24I agree with the applicant on this point. I accept that the intervening act of the motor vehicle accident is responsible for the alleged impairments.
25The applicant submits in her Affidavit that after the accident she missed several weeks at the restaurant on the advice of Dr. Sinha and since the accident has been required to hire additional staff to run the restaurant. She further explains that her son and daughter have had to assist her at the restaurant as she does not have the strength to shop for food, carry and unload it. With respect to her job at Project Management, the applicant states that because of her persistent pain she had to stop her role entirely with that company. I note that the applicant did not earn any income with Project Management in 2015 or 2016.
26In support of her claim, the applicant also relied on the Disability Certificate OCF-3 dated July 9, 2014 submitted by Karen Peronilla, physiotherapist, Centennial Physiotherapy & Rehab that concluded that that the applicant is substantially unable to perform the essential tasks of her employment as a result of the accident.

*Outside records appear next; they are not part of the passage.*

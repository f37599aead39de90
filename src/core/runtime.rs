//! Runtime orchestration.
//!
//! Builds the component stack for the configured serving mode and owns
//! the shutdown sequence. Every background task shares one watch-based
//! cancel signal.
//!
//! Standalone start order: snapshotter → WAL recovery → WAL tasks →
//! shard supervisor → HTTP listener. Shutdown reverses it: stop
//! accepting requests, drain pending WAL writes, signal cancel (the
//! fsync ticker performs its final fsync with retries), join every
//! task, close the log file.
//!
//! Replicated mode swaps the WAL for the consensus module: the futures
//! store and FSM apply loop start before consensus so no committed
//! entry is ever missed, and any error on the consensus error channel
//! is fatal.

use crate::api::coordinator::{
    Coordinator, ReplicatedCoordinator, SizeLimits, StandaloneCoordinator,
};
use crate::api::{router, AppState};
use crate::core::config::{Config, Mode};
use crate::engine::KvEngine;
use crate::replica::fsm::FsmAdapter;
use crate::replica::futures::FuturesStore;
use crate::replica::raft::{ApplyMessage, Raft};
use crate::storage::snapshot::FileSnapshotter;
use crate::storage::wal::Wal;
use anyhow::{Context, Result};
use std::sync::Arc;
use tokio::sync::{mpsc, watch};

/// Capacity of the apply channel between consensus and the FSM.
const APPLY_CHANNEL_CAPACITY: usize = 64;

/// Component lifecycle owner.
pub struct Runtime {
    config: Arc<Config>,
    shutdown_tx: watch::Sender<bool>,
    shutdown_rx: watch::Receiver<bool>,
}

impl Runtime {
    /// Create a runtime over a validated configuration.
    pub fn new(config: Config) -> Result<Self> {
        config.validate().context("invalid configuration")?;
        let (shutdown_tx, shutdown_rx) = watch::channel(false);
        Ok(Self {
            config: Arc::new(config),
            shutdown_tx,
            shutdown_rx,
        })
    }

    /// The loaded configuration.
    pub fn config(&self) -> &Config {
        &self.config
    }

    /// Run until interrupted. Dispatches on the configured mode;
    /// replicated mode needs a consensus module injected through
    /// [`Runtime::run_replicated`].
    pub async fn run(self) -> Result<()> {
        match self.config.replication.mode {
            Mode::Standalone => self.run_standalone().await,
            Mode::Replicated => anyhow::bail!(
                "replicated mode requires a consensus module; \
                 embed tessera and call Runtime::run_replicated"
            ),
        }
    }

    /// Serve in standalone mode with WAL durability.
    pub async fn run_standalone(self) -> Result<()> {
        let config = &self.config;
        tracing::info!(mode = "standalone", "starting tessera runtime");

        let engine = Arc::new(KvEngine::new(&config.engine));

        std::fs::create_dir_all(&config.snapshots.dir).with_context(|| {
            format!("failed to create snapshots directory {}", config.snapshots.dir)
        })?;
        let snapshotter = Arc::new(FileSnapshotter::new(
            config.snapshots.dir.clone(),
            config.snapshots.max_snapshots,
        ));

        let wal = Arc::new(Wal::open(config.wal.clone(), snapshotter).context("failed to open wal")?);
        wal.recover(&engine).context("wal recovery failed")?;

        let (writer, fsyncer) = wal
            .start(self.shutdown_rx.clone())
            .context("failed to start wal tasks")?;
        let rebuilder =
            Arc::clone(&engine).start_rebuilder(config.shards.clone(), self.shutdown_rx.clone());

        let mut fatal_rx = wal
            .fatal_errors()
            .context("wal fatal-error channel already taken")?;

        let coordinator = Coordinator::Standalone(StandaloneCoordinator::new(
            SizeLimits::from(&config.engine),
            Arc::clone(&engine),
            Arc::clone(&wal),
        ));

        self.serve(coordinator, async move {
            tokio::select! {
                _ = tokio::signal::ctrl_c() => {
                    tracing::info!("received interrupt, executing graceful shutdown");
                }
                Some(err) = fatal_rx.recv() => {
                    tracing::error!(error = %err, "wal failure, executing shutdown");
                }
            }
        })
        .await?;

        // Drain whatever is still queued before cancelling the tasks;
        // the fsyncer flushes once more on its way out.
        wal.wait_writings().await;
        let _ = self.shutdown_tx.send(true);
        writer.await.context("wal writer panicked")?;
        fsyncer.await.context("wal fsyncer panicked")?;
        rebuilder.await.context("shard supervisor panicked")?;
        wal.close();

        tracing::info!("tessera stopped");
        Ok(())
    }

    /// Serve in replicated mode. The consensus module is built by
    /// `raft_factory`, which receives the FSM adapter (for the
    /// snapshot/restore/read callbacks) and the sending side of the
    /// apply channel.
    pub async fn run_replicated<F>(self, raft_factory: F) -> Result<()>
    where
        F: FnOnce(Arc<FsmAdapter>, mpsc::Sender<ApplyMessage>) -> Result<Arc<dyn Raft>>,
    {
        let config = &self.config;
        tracing::info!(mode = "replicated", "starting tessera runtime");

        let engine = Arc::new(KvEngine::new(&config.engine));
        let futures = Arc::new(FuturesStore::new());

        let (apply_tx, apply_rx) = mpsc::channel(APPLY_CHANNEL_CAPACITY);
        let fsm = FsmAdapter::new(Arc::clone(&engine), Arc::clone(&futures));
        let raft = raft_factory(Arc::clone(&fsm), apply_tx)
            .context("failed to construct consensus module")?;

        // The apply loop must be draining before consensus starts so no
        // committed entry is ever missed.
        let apply_loop = Arc::clone(&fsm).start(apply_rx, self.shutdown_rx.clone());
        let gc = Arc::clone(&futures).start_gc(
            config.replication.futures_gc_period(),
            self.shutdown_rx.clone(),
        );
        let rebuilder =
            Arc::clone(&engine).start_rebuilder(config.shards.clone(), self.shutdown_rx.clone());

        raft.start().context("failed to start consensus module")?;
        let mut consensus_errors = raft
            .errors()
            .context("consensus error channel already taken")?;

        let coordinator = Coordinator::Replicated(ReplicatedCoordinator::new(
            SizeLimits::from(&config.engine),
            Arc::clone(&raft),
            Arc::clone(&futures),
            config.replication.public_addrs.clone(),
            config.server.request_timeout(),
        ));

        let fatal: Arc<parking_lot::Mutex<Option<anyhow::Error>>> =
            Arc::new(parking_lot::Mutex::new(None));
        let fatal_slot = Arc::clone(&fatal);
        self.serve(coordinator, async move {
            tokio::select! {
                _ = tokio::signal::ctrl_c() => {
                    tracing::info!("received interrupt, executing graceful shutdown");
                }
                Some(err) = consensus_errors.recv() => {
                    tracing::error!(error = %err, "critical consensus error, executing shutdown");
                    *fatal_slot.lock() = Some(err.context("critical consensus error"));
                }
            }
        })
        .await?;

        let _ = self.shutdown_tx.send(true);
        if let Err(err) = apply_loop.await.context("fsm apply loop panicked")? {
            tracing::error!(error = %err, "fsm apply loop terminated with error");
        }
        gc.await.context("futures gc panicked")?;
        rebuilder.await.context("shard supervisor panicked")?;
        raft.stop().context("failed to stop consensus module")?;

        tracing::info!("tessera stopped");
        let result = match fatal.lock().take() {
            Some(err) => Err(err),
            None => Ok(()),
        };
        result
    }

    async fn serve(
        &self,
        coordinator: Coordinator,
        shutdown_signal: impl std::future::Future<Output = ()> + Send + 'static,
    ) -> Result<()> {
        let state = Arc::new(AppState { coordinator });
        let app = router(state);

        let listener = tokio::net::TcpListener::bind(&self.config.server.bind)
            .await
            .with_context(|| format!("failed to bind {}", self.config.server.bind))?;
        tracing::info!(addr = %self.config.server.bind, "http listening");

        axum::serve(listener, app)
            .with_graceful_shutdown(shutdown_signal)
            .await
            .context("http server failed")
    }
}
//! Snapshot command implementation.

use crate::storage::snapshot::{FileSnapshotter, Snapshotter};
use anyhow::{Context, Result};
use clap::{Args, Subcommand};
use std::path::PathBuf;

/// Snapshot operations.
#[derive(Args, Debug)]
pub struct SnapshotArgs {
    #[command(subcommand)]
    pub command: SnapshotCommand,
}

/// Snapshot subcommands.
#[derive(Subcommand, Debug)]
pub enum SnapshotCommand {
    /// List snapshots in a directory, oldest first.
    List {
        /// Snapshots directory.
        #[arg(short, long, default_value = "data/snapshots")]
        dir: PathBuf,
    },
    /// Dump the entries of one snapshot file.
    Inspect {
        /// Snapshot path.
        path: PathBuf,
    },
}

/// Run the snapshot command.
pub fn run_snapshot(args: SnapshotArgs) -> Result<()> {
    match args.command {
        SnapshotCommand::List { dir } => {
            let mut names: Vec<String> = std::fs::read_dir(&dir)
                .with_context(|| format!("failed to read directory {}", dir.display()))?
                .filter_map(|entry| entry.ok())
                .filter_map(|entry| entry.file_name().into_string().ok())
                .filter(|name| name.starts_with("snapshot.") && name.ends_with(".dat"))
                .collect();
            names.sort();

            if names.is_empty() {
                println!("no snapshots in {}", dir.display());
                return Ok(());
            }
            for name in names {
                println!("{name}");
            }
        }
        SnapshotCommand::Inspect { path } => {
            // Retention never runs on the inspect path; the count is
            // irrelevant here.
            let snapshotter = FileSnapshotter::new(
                path.parent().unwrap_or_else(|| std::path::Path::new(".")),
                usize::MAX,
            );
            let state = snapshotter
                .restore(&path)
                .with_context(|| format!("failed to restore snapshot {}", path.display()))?;

            let mut keys: Vec<&String> = state.keys().collect();
            keys.sort();
            for key in &keys {
                println!("{key} = {}", state[*key]);
            }
            println!("{} entries", state.len());
        }
    }
    Ok(())
}
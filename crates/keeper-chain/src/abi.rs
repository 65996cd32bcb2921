//! Contract surface declarations and log decoding.
//!
//! The engine never sees these types; decoding converts straight into
//! `keeper_core` events, with 1e18 fixed-point fields leaving chain units
//! at this boundary.

use alloy::primitives::U256;
use alloy::rpc::types::Log;
use alloy::sol;
use alloy::sol_types::SolEventInterface;
use keeper_core::{wei, ChainEvent, EventPayload};

use crate::error::{ChainError, ChainResult};

sol! {
    /// A pending delayed order as stored by the market.
    #[derive(Debug)]
    struct StoredDelayedOrder {
        bool isOffchain;
        int128 sizeDelta;
        uint128 desiredFillPrice;
        uint128 targetRoundId;
        uint256 commitDeposit;
        uint256 keeperDeposit;
        uint256 executableAtTime;
        uint256 intentionTime;
        bytes32 trackingCode;
    }

    #[derive(Debug)]
    #[sol(rpc)]
    interface IPerpsV2Market {
        event FundingRecomputed(int256 funding, int256 fundingRate, uint256 index, uint256 timestamp);
        event PositionModified(
            uint256 indexed id,
            address indexed account,
            uint256 margin,
            int256 size,
            int256 tradeSize,
            uint256 lastPrice,
            uint256 fundingIndex,
            uint256 fee
        );
        event PositionLiquidated(uint256 id, address account, address liquidator, int256 size, uint256 price, uint256 fee);
        event PositionFlagged(uint256 id, address account, address flagger, uint256 price, uint256 timestamp);
        event DelayedOrderSubmitted(
            address indexed account,
            bool isOffchain,
            int256 sizeDelta,
            uint256 targetRoundId,
            uint256 intentionTime,
            uint256 executableAtTime,
            uint256 commitDeposit,
            uint256 keeperDeposit,
            bytes32 trackingCode
        );
        event DelayedOrderRemoved(
            address indexed account,
            bool isOffchain,
            uint256 currentRoundId,
            int256 sizeDelta,
            uint256 targetRoundId,
            uint256 commitDeposit,
            uint256 keeperDeposit,
            bytes32 trackingCode
        );

        function executeDelayedOrder(address account) external;
        function executeOffchainDelayedOrder(address account, bytes[] calldata priceUpdateData) external payable;
        function flagPosition(address account) external;
        function liquidatePosition(address account) external;
        function canLiquidate(address account) external view returns (bool);
        function isFlagged(address account) external view returns (bool);
        function liquidationPrice(address account) external view returns (uint256 price, bool invalid);
        function delayedOrders(address account) external view returns (StoredDelayedOrder memory);
        function assetPrice() external view returns (uint256 price, bool invalid);
        function baseAsset() external view returns (bytes32 key);
        function marketKey() external view returns (bytes32 key);
    }

    #[derive(Debug)]
    #[sol(rpc)]
    interface IExchangeRates {
        function getCurrentRoundId(bytes32 currencyKey) external view returns (uint256);
    }

    #[derive(Debug)]
    #[sol(rpc)]
    interface IPerpsV2ExchangeRate {
        function offchainPriceFeedId(bytes32 assetId) external view returns (bytes32);
    }

    #[derive(Debug)]
    #[sol(rpc)]
    interface IPyth {
        function getUpdateFee(bytes[] calldata updateData) external view returns (uint256 feeAmount);
    }

    /// Summary row of the PerpsV2 data contract.
    #[derive(Debug)]
    struct MarketSummaryRow {
        address market;
        bytes32 asset;
        bytes32 key;
        uint256 maxLeverage;
        uint256 price;
        uint256 marketSize;
        int256 marketSkew;
        uint256 marketDebt;
        int256 currentFundingRate;
        int256 currentFundingVelocity;
    }

    #[derive(Debug)]
    #[sol(rpc)]
    interface IPerpsV2MarketData {
        function allProxiedMarketSummaries() external view returns (MarketSummaryRow[] memory);
    }

    #[derive(Debug)]
    struct Call3Sol {
        address target;
        bool allowFailure;
        bytes callData;
    }

    #[derive(Debug)]
    struct Call3ResultSol {
        bool success;
        bytes returnData;
    }

    #[derive(Debug)]
    #[sol(rpc)]
    interface IMulticall3 {
        function aggregate3(Call3Sol[] calldata calls) external payable returns (Call3ResultSol[] memory returnData);
    }
}

fn to_u64(value: U256, field: &str) -> ChainResult<u64> {
    u64::try_from(value).map_err(|_| ChainError::Decode(format!("{field} overflows u64")))
}

/// Decode one RPC log into a keeper event.
///
/// Logs arrive pre-filtered by topic, so an undecodable log is a bug, not
/// an expected case.
pub fn decode_market_log(log: &Log) -> ChainResult<ChainEvent> {
    use IPerpsV2Market::IPerpsV2MarketEvents as Ev;

    let decoded = Ev::decode_log(&log.inner)
        .map_err(|e| ChainError::Decode(e.to_string()))?;

    let payload = match decoded.data {
        Ev::FundingRecomputed(e) => EventPayload::FundingRecomputed {
            timestamp: to_u64(e.timestamp, "timestamp")?,
        },
        Ev::PositionModified(e) => EventPayload::PositionModified {
            id: e.id,
            account: e.account,
            size: wei::from_signed_wei(e.size)?,
            margin: wei::from_wei(e.margin)?,
            last_price: wei::from_wei(e.lastPrice)?,
        },
        Ev::PositionLiquidated(e) => EventPayload::PositionLiquidated { account: e.account },
        Ev::PositionFlagged(e) => EventPayload::PositionFlagged { account: e.account },
        Ev::DelayedOrderSubmitted(e) => {
            let intention_time = to_u64(e.intentionTime, "intentionTime")?;
            EventPayload::DelayedOrderSubmitted {
                account: e.account,
                is_offchain: e.isOffchain,
                size_delta: wei::from_signed_wei(e.sizeDelta)?,
                target_round_id: to_u64(e.targetRoundId, "targetRoundId")?,
                intention_time: (intention_time > 0).then_some(intention_time),
                executable_at_time: to_u64(e.executableAtTime, "executableAtTime")?,
            }
        }
        Ev::DelayedOrderRemoved(e) => EventPayload::DelayedOrderRemoved {
            account: e.account,
            is_offchain: e.isOffchain,
        },
    };

    Ok(ChainEvent {
        payload,
        block_number: log.block_number.unwrap_or_default(),
        log_index: log.log_index.unwrap_or_default(),
        block_timestamp: log.block_timestamp,
    })
}
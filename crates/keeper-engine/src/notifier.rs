//! Operator notification seam.

/// Out-of-band operator alerts (order evicted, signer drained, ...).
///
/// The default implementation logs; deployments may plug in a chat client
/// without touching keeper logic.
pub trait Notifier: Send + Sync {
    fn notify(&self, message: &str);
}

/// Notifier that emits a warn-level log line.
#[derive(Debug, Default)]
pub struct LogNotifier;

impl Notifier for LogNotifier {
    fn notify(&self, message: &str) {
        tracing::warn!(target: "keeper::notify", "{message}");
    }
}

The purpose of the Disability Certificate is to provide a starting point for the respondent to investigate whether the applicant is entitled to the claimed benefit.
27I also note that the respondent admitted that the applicant suffered impairments in that they paid her IRBs from January 1, 2015 to January 28, 2015. Secondly, the respondent’s own assessor, Dr. J. Jeffries concluded in his Psychiatry Assessment that the accident did contribute to her current mood disorder.5 Also, Dr. W. Franks, in his Physiatry Insurer’s Examination dated February 27, 2015, answered “yes” to the question whether the applicant’s condition was caused by the accident.6
28Therefore, I am satisfied that on a balance of probabilities whatever injury or impairment the applicant has sustained or endured was caused by the motor vehicle accident.
29I now turn to the issue of whether the headaches, back, neck, shoulder, knee pain, dizziness, chronic pain, stress and anxiety, difficulty sleeping cause the applicant a substantial inability to perform the essential tasks of her employment.
ii. Substantial inability to perform the essential tasks of that employment
30Having reviewed the evidence I find that the applicant has not established that she is entitled to the IRB.
31The essence of the test for an IRB is whether the applicant suffers from a substantial inability to perform the essential tasks of her or his employment. To answer this question in the applicant’s case, two determinations are required. First, what are the essential tasks of the applicant’s employment? Second, is the applicant substantially unable to perform the essential tasks of her employment?
32Based on the applicant’s affidavit, I find as fact that the essential tasks of her employment as the owner and operator of a restaurant were:
(a) cooking;
(b) preparing food;
(c) mopping;
(d) sweeping;
(e) taking orders;
(f) talking to customers;
(g) cleaning dishes;
(h) carrying supplies;
(i) stocking shelves;
(j) handle paperwork and operating the business;
(k) carry cases of water; and
(l) grocery shopping.
33Based on the applicant’s affidavit, I find as fact that the essential tasks of her employment at Project Management were:
(a) carrying boxes of office supplies; and
(b) administrative tasks/organizing and filing documents.
34The applicant’s essential tasks of her employment as deposed in her supporting Affidavit and described in the other information as part of this written hearing were not contested.
35The key component of the test for IRB is whether the applicant is substantially unable to perform the essential tasks of her employment.
36Prior to addressing this question, I must review the applicant’s medical evidence.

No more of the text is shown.